Produce Grown by Livestock May Be Food Safety Risk
FDA published a report on June 11 that expresses concerns with farm animal operations located nearby fields growing produce. The report focuses on a 2020 Salmonella enteritidis outbreak in peaches that affected 101 people across 17 states and explains FDA’s testing and traceback processes from the outbreak.
The report explains that FDA connected pathogen samples from peaches and peach tree leaves to a strain of Salmonella on an adjacent chicken operation using whole-genome sequencing on chicken isolates from the same period as the outbreak. The results prompted additional testing around the company’s orchards where other strains of Salmonella were connected to genetically identical pathogens found in beef and cattle isolates from an adjacent cattle feedlot. The findings helped FDA quickly identify and prioritize investigations at certain peach packing and holding operations and other peach orchards.

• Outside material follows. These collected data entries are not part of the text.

//! Segment routing fabric controller core.
//!
//! Computes ECMP shortest-path graphs toward every switch of a leaf-spine
//! fabric and keeps the programmed forwarding state in line with the
//! topology:
//!
//! - [`graph`]: multi-path BFS graph per root switch
//! - [`admission`]: which links path computation may use
//! - [`election`]: which controller instance programs which switch
//! - [`route_change`]: reduces topology deltas to changed routes
//! - [`routing`]: serialized reroute cycles with all-or-nothing promotion
//! - [`filter_retry`]: port filter installation with backoff
//! - [`daemon`]: event dispatch over a single worker
//!
//! Switch programming, topology discovery and cluster membership are
//! reached through the traits in [`services`].

pub mod admission;
pub mod config;
pub mod daemon;
pub mod election;
pub mod error;
pub mod fabric;
pub mod filter_retry;
pub mod graph;
pub mod link_handler;
pub mod route_change;
pub mod routing;
pub mod services;
pub mod types;

#[cfg(test)]
pub(crate) mod testing;

pub use config::RoutingConfig;
pub use daemon::{EventSender, RoutingDaemon, TopologyEvent};
pub use error::{Result, RoutingError};
pub use graph::EcmpGraph;
pub use routing::RoutingHandler;
pub use services::FabricServices;
pub use types::{EdgePair, PopulationStatus, RouteChange};
//! Programming ownership for redundant switch pairs.
//!
//! Each switch is programmed by exactly one controller instance. For an
//! unpaired switch that is simply its master. For a redundant pair, the
//! owner ("king") is elected once through a shared compare-and-set
//! register and stays in charge of both switches until it no longer
//! masters either of them.

use async_trait::async_trait;
use dashmap::DashMap;
use parking_lot::Mutex;
use sonic_sr_types::{DeviceId, NodeId};
use std::collections::HashMap;
use std::sync::Arc;
use tracing::{debug, error};

use crate::error::{Result, RoutingError};
use crate::services::{ClusterService, DeviceConfiguration, MastershipService};
use crate::types::EdgePair;

/// Election function applied to the currently recorded owner.
pub type ElectFn<'a> = &'a (dyn Fn(Option<&NodeId>) -> Option<NodeId> + Send + Sync);

/// Shared register of pair owners.
///
/// Implementations may be backed by any consistent or eventually
/// consistent store; the core only needs an atomic read-modify-write.
#[async_trait]
pub trait OwnershipStore: Send + Sync {
    /// Atomically replaces the owner recorded for `key` with
    /// `elect(current)` and returns the new owner. A `None` result clears
    /// the entry.
    async fn compare_and_set(&self, key: &EdgePair, elect: ElectFn<'_>) -> Result<Option<NodeId>>;

    async fn owner(&self, key: &EdgePair) -> Option<NodeId>;
}

/// Single-process register guarded by a mutex.
#[derive(Default)]
pub struct InMemoryOwnershipStore {
    records: Mutex<HashMap<EdgePair, NodeId>>,
}

impl InMemoryOwnershipStore {
    pub fn new() -> Self {
        Self::default()
    }
}

#[async_trait]
impl OwnershipStore for InMemoryOwnershipStore {
    async fn compare_and_set(&self, key: &EdgePair, elect: ElectFn<'_>) -> Result<Option<NodeId>> {
        let mut records = self.records.lock();
        let next = elect(records.get(key));
        match &next {
            Some(owner) => {
                records.insert(key.clone(), owner.clone());
            }
            None => {
                records.remove(key);
            }
        }
        Ok(next)
    }

    async fn owner(&self, key: &EdgePair) -> Option<NodeId> {
        self.records.lock().get(key).cloned()
    }
}

/// Smallest non-empty candidate.
fn elect(candidates: &[Option<&NodeId>]) -> Option<NodeId> {
    candidates.iter().flatten().min().map(|n| (*n).clone())
}

/// Answers "should this instance program that switch".
pub struct OwnershipElector {
    config: Arc<dyn DeviceConfiguration>,
    mastership: Arc<dyn MastershipService>,
    cluster: Arc<dyn ClusterService>,
    store: Arc<dyn OwnershipStore>,
    cache: DashMap<DeviceId, bool>,
}

impl OwnershipElector {
    pub fn new(
        config: Arc<dyn DeviceConfiguration>,
        mastership: Arc<dyn MastershipService>,
        cluster: Arc<dyn ClusterService>,
        store: Arc<dyn OwnershipStore>,
    ) -> Self {
        Self {
            config,
            mastership,
            cluster,
            store,
            cache: DashMap::new(),
        }
    }

    /// True if this instance is responsible for programming `device`.
    ///
    /// Pair decisions are cached until [`invalidate_cache`] is called for
    /// the switch.
    ///
    /// [`invalidate_cache`]: OwnershipElector::invalidate_cache
    pub async fn should_program(&self, device: &DeviceId) -> bool {
        if let Some(cached) = self.cache.get(device) {
            debug!(device = %device, cached = *cached, "shouldProgram cached");
            return *cached;
        }

        let local = self.cluster.local_node();
        let master = self.mastership.master_of(device);
        let pair = self.config.pair_of(device);
        let pair_master = pair.as_ref().and_then(|p| self.mastership.master_of(p));

        let Some(pair) = pair else {
            debug!(device = %device, local = %local, master = ?master, "No pair device");
            return master.as_ref() == Some(&local);
        };

        if master.as_ref() != Some(&local) && pair_master.as_ref() != Some(&local) {
            debug!(
                device = %device,
                pair = %pair,
                local = %local,
                "Local node masters neither switch of the pair"
            );
            return false;
        }

        let key = EdgePair::new(device.clone(), pair.clone());
        let elect_fn = |current: Option<&NodeId>| match current {
            Some(owner) if Some(owner) == master.as_ref() || Some(owner) == pair_master.as_ref() => {
                Some(owner.clone())
            }
            _ => elect(&[master.as_ref(), pair_master.as_ref()]),
        };

        let king = match self.store.compare_and_set(&key, &elect_fn).await {
            Ok(king) => king,
            Err(e) => {
                error!(device = %device, pair = %pair, error = %e, "Ownership register update failed");
                None
            }
        };

        match king {
            Some(king) => {
                let mine = king == local;
                debug!(device = %device, pair = %pair, king = %king, "Elected pair owner");
                self.cache.insert(device.clone(), mine);
                mine
            }
            None => {
                let e = RoutingError::ElectionFailure {
                    device: device.clone(),
                    pair,
                };
                error!(error = %e, "Failed to elect a king, abort");
                self.cache.remove(device);
                false
            }
        }
    }

    pub fn invalidate_cache(&self, device: &DeviceId) {
        self.cache.remove(device);
    }

    /// `device` and its configured pair, if any.
    pub fn device_and_pair(&self, device: &DeviceId) -> Vec<DeviceId> {
        let mut out = vec![device.clone()];
        if let Some(pair) = self.config.pair_of(device) {
            out.push(pair);
        }
        out
    }
}
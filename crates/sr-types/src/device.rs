//! Switch and port identifiers.

use crate::ParseError;
use serde::{Deserialize, Serialize};
use std::fmt;
use std::str::FromStr;

/// Opaque identifier of a fabric switch (e.g. `of:0000000000000001`).
///
/// The routing core only relies on equality, hashing and ordering; the
/// content of the string is never interpreted.
#[derive(Debug, Clone, PartialEq, Eq, Hash, PartialOrd, Ord, Serialize, Deserialize)]
#[serde(try_from = "String", into = "String")]
pub struct DeviceId(String);

impl DeviceId {
    /// Creates a device id, rejecting empty or whitespace-only names.
    pub fn new(id: impl Into<String>) -> Result<Self, ParseError> {
        let id = id.into();
        if id.trim().is_empty() || id.contains('/') {
            return Err(ParseError::InvalidDeviceId(id));
        }
        Ok(DeviceId(id))
    }

    /// Returns the device id as a string slice.
    pub fn as_str(&self) -> &str {
        &self.0
    }
}

impl fmt::Display for DeviceId {
    fn fmt(&self, f: &mut fmt::Formatter<'_>) -> fmt::Result {
        f.write_str(&self.0)
    }
}

impl FromStr for DeviceId {
    type Err = ParseError;

    fn from_str(s: &str) -> Result<Self, Self::Err> {
        DeviceId::new(s)
    }
}

impl TryFrom<String> for DeviceId {
    type Error = ParseError;

    fn try_from(value: String) -> Result<Self, Self::Error> {
        DeviceId::new(value)
    }
}

impl From<DeviceId> for String {
    fn from(id: DeviceId) -> Self {
        id.0
    }
}

/// Port number on a switch.
#[derive(Debug, Clone, Copy, PartialEq, Eq, Hash, PartialOrd, Ord, Serialize, Deserialize)]
#[serde(transparent)]
pub struct PortNumber(u64);

impl PortNumber {
    pub const fn new(port: u64) -> Self {
        PortNumber(port)
    }

    pub const fn as_u64(&self) -> u64 {
        self.0
    }
}

impl From<u64> for PortNumber {
    fn from(port: u64) -> Self {
        PortNumber(port)
    }
}

impl fmt::Display for PortNumber {
    fn fmt(&self, f: &mut fmt::Formatter<'_>) -> fmt::Result {
        write!(f, "{}", self.0)
    }
}

impl FromStr for PortNumber {
    type Err = ParseError;

    fn from_str(s: &str) -> Result<Self, Self::Err> {
        s.trim()
            .parse::<u64>()
            .map(PortNumber)
            .map_err(|_| ParseError::InvalidPortNumber(s.to_string()))
    }
}

/// A port on a specific switch, written `<device>/<port>`.
#[derive(Debug, Clone, PartialEq, Eq, Hash, PartialOrd, Ord, Serialize, Deserialize)]
#[serde(try_from = "String", into = "String")]
pub struct ConnectPoint {
    device: DeviceId,
    port: PortNumber,
}

impl ConnectPoint {
    pub fn new(device: DeviceId, port: PortNumber) -> Self {
        ConnectPoint { device, port }
    }

    pub fn device(&self) -> &DeviceId {
        &self.device
    }

    pub fn port(&self) -> PortNumber {
        self.port
    }
}

impl fmt::Display for ConnectPoint {
    fn fmt(&self, f: &mut fmt::Formatter<'_>) -> fmt::Result {
        write!(f, "{}/{}", self.device, self.port)
    }
}

impl FromStr for ConnectPoint {
    type Err = ParseError;

    fn from_str(s: &str) -> Result<Self, Self::Err> {
        let (device, port) = s
            .rsplit_once('/')
            .ok_or_else(|| ParseError::InvalidConnectPoint(s.to_string()))?;
        Ok(ConnectPoint::new(device.parse()?, port.parse()?))
    }
}

impl TryFrom<String> for ConnectPoint {
    type Error = ParseError;

    fn try_from(value: String) -> Result<Self, Self::Error> {
        value.parse()
    }
}

impl From<ConnectPoint> for String {
    fn from(cp: ConnectPoint) -> Self {
        cp.to_string()
    }
}
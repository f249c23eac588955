//! Fabric identifier types for the segment routing controller.
//!
//! This crate provides the small value types every part of the controller
//! passes around:
//!
//! - [`DeviceId`]: opaque, ordered switch identifier
//! - [`PortNumber`] and [`ConnectPoint`]: a port on a switch
//! - [`Link`]: a unidirectional link between two connect points
//! - [`NodeId`]: controller cluster member identifier
//! - [`IpPrefix`]: IPv4/IPv6 subnet in CIDR notation

mod device;
mod ip;
mod link;
mod node;

pub use device::{ConnectPoint, DeviceId, PortNumber};
pub use ip::IpPrefix;
pub use link::{Link, LinkType};
pub use node::NodeId;

/// Common error type for parsing failures.
#[derive(Debug, Clone, PartialEq, Eq, thiserror::Error)]
pub enum ParseError {
    #[error("invalid device id: {0:?}")]
    InvalidDeviceId(String),

    #[error("invalid port number: {0}")]
    InvalidPortNumber(String),

    #[error("invalid connect point (expected <device>/<port>): {0}")]
    InvalidConnectPoint(String),

    #[error("invalid node id: {0:?}")]
    InvalidNodeId(String),

    #[error("invalid IP prefix format: {0}")]
    InvalidIpPrefix(String),

    #[error("invalid link type: {0}")]
    InvalidLinkType(String),
}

The report states these findings underscore FDA’s concern about the potential impact adjacent land uses have on produce safety, including the potential impact of dust exposure. Past outbreaks have been linked at least in part to animal feeding operations, including a 2018 E. coli outbreak in romaine lettuce. FDA encourages collaboration between neighboring farms to identify areas of concern and tailor their land management to the specific practices and conditions on individual farms.